→ TASK BRIEF
Filter the records below and copy every line containing the word "BookmarksView".

[Stored items]

▬▬▬▬▬▬▬▬▬▬

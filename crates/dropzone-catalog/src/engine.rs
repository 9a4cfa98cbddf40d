//! Session-wide catalog facade wiring the fetcher, synchroniser, and gate.

use std::sync::Arc;

use dropzone_core::{
    CatalogResult, Clock, DropId, DropRecord, DropService, ExternalNavigation, FileSink,
    LinkOpener, SavedFile, SystemClock,
};
use dropzone_events::EventBus;

use crate::access::AccessGate;
use crate::bookmarks::{BookmarkOutcome, BookmarkSynchronizer};
use crate::fetcher::CatalogFetcher;
use crate::store::{CatalogStore, FetchOutcome};
use crate::views::{BookmarksView, DashboardView, DetailView};

/// One authenticated session's catalog.
#[derive(Clone)]
pub struct Catalog {
    store: CatalogStore,
    fetcher: CatalogFetcher,
    bookmarks: BookmarkSynchronizer,
    gate: AccessGate,
}

impl Catalog {
    /// Start building a catalog around a remote service.
    #[must_use]
    pub fn builder(service: Arc<dyn DropService>) -> CatalogBuilder {
        CatalogBuilder {
            service,
            events: None,
            clock: None,
        }
    }

    /// Shared store behind every view.
    #[must_use]
    pub const fn store(&self) -> &CatalogStore {
        &self.store
    }

    /// Event bus views subscribe to.
    #[must_use]
    pub const fn events(&self) -> &EventBus {
        self.store.events()
    }

    /// Mount a dashboard view.
    #[must_use]
    pub fn mount_dashboard(&self) -> DashboardView {
        DashboardView::mount(&self.store)
    }

    /// Mount a bookmarks view.
    #[must_use]
    pub fn mount_bookmarks(&self) -> BookmarksView {
        BookmarksView::mount(&self.store)
    }

    /// Mount a detail view for one drop.
    #[must_use]
    pub fn mount_detail(&self, drop_id: DropId) -> DetailView {
        DetailView::mount(&self.store, drop_id)
    }

    /// Fetch released, upcoming, and bookmarked drops for a dashboard.
    ///
    /// # Errors
    ///
    /// See [`CatalogFetcher::fetch_catalog`].
    pub async fn fetch_catalog(&self, view: &DashboardView) -> CatalogResult<FetchOutcome> {
        self.fetcher.fetch_catalog(view.handle().id()).await
    }

    /// Refresh the bookmark set for a bookmarks view.
    ///
    /// # Errors
    ///
    /// See [`CatalogFetcher::fetch_bookmarks`].
    pub async fn fetch_bookmarks(&self, view: &BookmarksView) -> CatalogResult<FetchOutcome> {
        self.fetcher.fetch_bookmarks(view.handle().id()).await
    }

    /// Load the drop a detail view shows.
    ///
    /// # Errors
    ///
    /// See [`CatalogFetcher::fetch_detail`].
    pub async fn fetch_detail(&self, view: &DetailView) -> CatalogResult<FetchOutcome> {
        self.fetcher.fetch_detail(view.handle().id()).await
    }

    /// Toggle a drop's bookmark optimistically.
    ///
    /// # Errors
    ///
    /// See [`BookmarkSynchronizer::toggle_bookmark`].
    pub async fn toggle_bookmark(&self, drop_id: &DropId) -> CatalogResult<BookmarkOutcome> {
        self.bookmarks.toggle_bookmark(drop_id).await
    }

    /// Download a drop's file through the sink.
    ///
    /// # Errors
    ///
    /// See [`AccessGate::request_download`].
    pub async fn request_download(&self, record: &DropRecord) -> CatalogResult<SavedFile> {
        self.gate.request_download(record).await
    }

    /// Open a repository drop's link.
    ///
    /// # Errors
    ///
    /// See [`AccessGate::request_external_open`].
    pub async fn request_external_open(
        &self,
        record: &DropRecord,
    ) -> CatalogResult<ExternalNavigation> {
        self.gate.request_external_open(record).await
    }
}

/// Builder for [`Catalog`].
pub struct CatalogBuilder {
    service: Arc<dyn DropService>,
    events: Option<EventBus>,
    clock: Option<Arc<dyn Clock>>,
}

impl CatalogBuilder {
    /// Publish on an existing bus.
    #[must_use]
    pub fn events(mut self, events: EventBus) -> Self {
        self.events = Some(events);
        self
    }

    /// Read observation time from `clock`.
    #[must_use]
    pub fn clock(mut self, clock: Arc<dyn Clock>) -> Self {
        self.clock = Some(clock);
        self
    }

    /// Finish with the local side-effect seams.
    #[must_use]
    pub fn build(self, sink: Arc<dyn FileSink>, opener: Arc<dyn LinkOpener>) -> Catalog {
        let store = CatalogStore::with_clock(
            self.events.unwrap_or_default(),
            self.clock.unwrap_or_else(|| Arc::new(SystemClock)),
        );
        Catalog {
            fetcher: CatalogFetcher::new(Arc::clone(&self.service), store.clone()),
            bookmarks: BookmarkSynchronizer::new(Arc::clone(&self.service), store.clone()),
            gate: AccessGate::new(self.service, store.clone(), sink, opener),
            store,
        }
    }
}
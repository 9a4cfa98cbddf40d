//! Logging initialisation.
//!
//! # Design
//! - One entry point installs either a human-readable or a JSON `fmt` layer.
//! - `RUST_LOG` wins over the configured level when present.
//! - The build SHA is recorded once and read everywhere else.

use std::str::FromStr;

use anyhow::{Result, anyhow};
use once_cell::sync::OnceCell;
use tracing_subscriber::{EnvFilter, fmt, layer::SubscriberExt, util::SubscriberInitExt};

/// Default logging target when `RUST_LOG` is not provided.
pub const DEFAULT_LOG_LEVEL: &str = "info";

static BUILD_SHA: OnceCell<String> = OnceCell::new();

/// Configure and install the global tracing subscriber.
///
/// # Errors
///
/// Returns an error if the tracing subscriber cannot be installed (for example,
/// because another subscriber has already been set globally).
pub fn init_logging(config: &LoggingConfig) -> Result<()> {
    let _ = BUILD_SHA.set(config.build_sha.to_string());

    let filter = build_env_filter(config.level);
    match config.format {
        LogFormat::Json => tracing_subscriber::registry()
            .with(filter)
            .with(
                fmt::layer()
                    .json()
                    .with_writer(std::io::stderr)
                    .with_target(false)
                    .with_thread_ids(false),
            )
            .try_init(),
        LogFormat::Pretty => tracing_subscriber::registry()
            .with(filter)
            .with(
                fmt::layer()
                    .with_writer(std::io::stderr)
                    .with_target(false)
                    .with_thread_ids(false),
            )
            .try_init(),
    }
    .map_err(|err| anyhow!("failed to install tracing subscriber: {err}"))
}

/// Access the build SHA recorded during logging initialisation.
#[must_use]
pub fn build_sha() -> &'static str {
    BUILD_SHA.get().map_or("dev", String::as_str)
}

/// Logging configuration.
#[derive(Debug, Clone)]
pub struct LoggingConfig<'a> {
    /// Log filter directive (e.g. `info`, `dropzone_catalog=debug`).
    pub level: &'a str,
    /// Output format.
    pub format: LogFormat,
    /// Build identifier recorded in structured logs.
    pub build_sha: &'a str,
}

impl Default for LoggingConfig<'_> {
    fn default() -> Self {
        Self {
            level: DEFAULT_LOG_LEVEL,
            format: LogFormat::infer(),
            build_sha: build_sha(),
        }
    }
}

/// Available output formats for the logger.
#[derive(Debug, Clone, Copy, PartialEq, Eq)]
pub enum LogFormat {
    /// Structured JSON objects.
    Json,
    /// Human-readable lines.
    Pretty,
}

impl LogFormat {
    /// Choose a sensible default for the current build.
    #[must_use]
    pub const fn infer() -> Self {
        if cfg!(debug_assertions) {
            Self::Pretty
        } else {
            Self::Json
        }
    }

    /// Parse an optional configured value, inferring when absent.
    #[must_use]
    pub fn from_config(value: Option<&str>) -> Self {
        value
            .and_then(|raw| raw.parse().ok())
            .unwrap_or_else(Self::infer)
    }
}

impl FromStr for LogFormat {
    type Err = anyhow::Error;

    fn from_str(value: &str) -> Result<Self> {
        match value.trim().to_ascii_lowercase().as_str() {
            "json" => Ok(Self::Json),
            "pretty" => Ok(Self::Pretty),
            other => Err(anyhow!("unknown log format '{other}'")),
        }
    }
}

fn build_env_filter(level: &str) -> EnvFilter {
    EnvFilter::try_from_default_env().unwrap_or_else(|_| EnvFilter::new(level))
}

#[cfg(test)]
mod tests {
    use super::*;

    #[test]
    fn log_format_parses_variants() {
        assert_eq!("json".parse::<LogFormat>().ok(), Some(LogFormat::Json));
        assert_eq!(" Pretty ".parse::<LogFormat>().ok(), Some(LogFormat::Pretty));
        assert!("xml".parse::<LogFormat>().is_err());
        assert_eq!(LogFormat::from_config(None), LogFormat::infer());
        assert_eq!(LogFormat::from_config(Some("bogus")), LogFormat::infer());
        assert_eq!(LogFormat::from_config(Some("json")), LogFormat::Json);
    }

    #[test]
    fn second_installation_reports_error() {
        let config = LoggingConfig {
            level: "info",
            format: LogFormat::Pretty,
            build_sha: "abc123",
        };
        let _ = init_logging(&config);
        assert!(init_logging(&config).is_err());
        assert_eq!(build_sha(), "abc123");
    }
}
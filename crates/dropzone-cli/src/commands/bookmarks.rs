use serde_json::json;

use crate::cli::{DropArgs, OutputFormat};
use crate::client::{AppContext, CliResult};
use crate::commands::load_detail;
use crate::output::render;

pub(crate) async fn handle_bookmark(ctx: &AppContext, args: DropArgs) -> CliResult<String> {
    let (_view, record) = load_detail(ctx, &args.id).await?;
    let outcome = ctx.catalog.toggle_bookmark(record.id()).await?;
    tracing::info!(
        drop_id = %outcome.drop_id,
        bookmarked = outcome.bookmarked,
        "bookmark toggled"
    );

    match ctx.output {
        OutputFormat::Json => render(
            &json!({
                "drop_id": outcome.drop_id,
                "title": record.title(),
                "bookmarked": outcome.bookmarked,
            }),
            ctx.output,
            |_| String::new(),
        ),
        OutputFormat::Table if outcome.bookmarked => {
            Ok(format!("Bookmarked '{}'", record.title()))
        }
        OutputFormat::Table => Ok(format!("Removed bookmark from '{}'", record.title())),
    }
}

#[cfg(test)]
mod tests {
    use super::*;
    use crate::client::test_support::context_for;
    use crate::commands::test_fixtures::{drop_json, released, upcoming};
    use httpmock::prelude::*;
    use tempfile::TempDir;

    #[tokio::test]
    async fn bookmark_posts_toggle_and_reports_new_state() {
        let server = MockServer::start_async().await;
        server.mock(|when, then| {
            when.method(GET).path("/api/drops/7/");
            then.status(200).json_body(released(7, "Ownership primer"));
        });
        let toggle = server.mock(|when, then| {
            when.method(POST)
                .path("/api/drops/7/bookmark/")
                .header("x-request-id", "test-request");
            then.status(201)
                .json_body(serde_json::json!({"message": "Drop bookmarked"}));
        });
        let dir = TempDir::new().expect("temp dir");
        let ctx = context_for(&server.base_url(), Some("t"), dir.path(), OutputFormat::Table);

        let output = handle_bookmark(&ctx, DropArgs { id: "7".into() })
            .await
            .expect("toggle succeeds");
        toggle.assert();
        assert_eq!(output, "Bookmarked 'Ownership primer'");
    }

    #[tokio::test]
    async fn removing_a_bookmark_reports_removal() {
        let server = MockServer::start_async().await;
        server.mock(|when, then| {
            when.method(GET).path("/api/drops/8/");
            then.status(200)
                .json_body(drop_json(8, "Lifetimes", "doc", true));
        });
        server.mock(|when, then| {
            when.method(POST).path("/api/drops/8/bookmark/");
            then.status(200)
                .json_body(serde_json::json!({"message": "Bookmark removed"}));
        });
        let dir = TempDir::new().expect("temp dir");
        let ctx = context_for(&server.base_url(), None, dir.path(), OutputFormat::Json);

        let output = handle_bookmark(&ctx, DropArgs { id: "8".into() })
            .await
            .expect("toggle succeeds");
        let parsed: serde_json::Value = serde_json::from_str(&output).expect("json output");
        assert_eq!(parsed["bookmarked"], false);
        assert_eq!(parsed["drop_id"], "8");
    }

    #[tokio::test]
    async fn upcoming_drop_cannot_be_bookmarked() {
        let server = MockServer::start_async().await;
        server.mock(|when, then| {
            when.method(GET).path("/api/drops/9/");
            then.status(200).json_body(upcoming(9, "Next week"));
        });
        let toggle = server.mock(|when, then| {
            when.method(POST).path("/api/drops/9/bookmark/");
            then.status(201);
        });
        let dir = TempDir::new().expect("temp dir");
        let ctx = context_for(&server.base_url(), None, dir.path(), OutputFormat::Table);

        let err = handle_bookmark(&ctx, DropArgs { id: "9".into() })
            .await
            .expect_err("upcoming drops are not toggleable");
        assert_eq!(err.exit_code(), 2);
        toggle.assert_calls(0);
    }

    #[tokio::test]
    async fn failed_toggle_is_a_failure() {
        let server = MockServer::start_async().await;
        server.mock(|when, then| {
            when.method(GET).path("/api/drops/7/");
            then.status(200).json_body(released(7, "Ownership primer"));
        });
        server.mock(|when, then| {
            when.method(POST).path("/api/drops/7/bookmark/");
            then.status(500).json_body(serde_json::json!({"error": "db down"}));
        });
        let dir = TempDir::new().expect("temp dir");
        let ctx = context_for(&server.base_url(), None, dir.path(), OutputFormat::Table);

        let err = handle_bookmark(&ctx, DropArgs { id: "7".into() })
            .await
            .expect_err("toggle fails");
        assert_eq!(err.exit_code(), 3);
        assert!(
            err.display_message()
                .starts_with("Failed to update bookmark.")
        );
    }
}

▬▬▬▬▬▬▬▬▬▬

→ ANSWER AREA
use crate::views::{BookmarksView, DashboardView, DetailView};
    pub fn mount_bookmarks(&self) -> BookmarksView {
        BookmarksView::mount(&self.store)
    pub async fn fetch_bookmarks(&self, view: &BookmarksView) -> CatalogResult<FetchOutcome> {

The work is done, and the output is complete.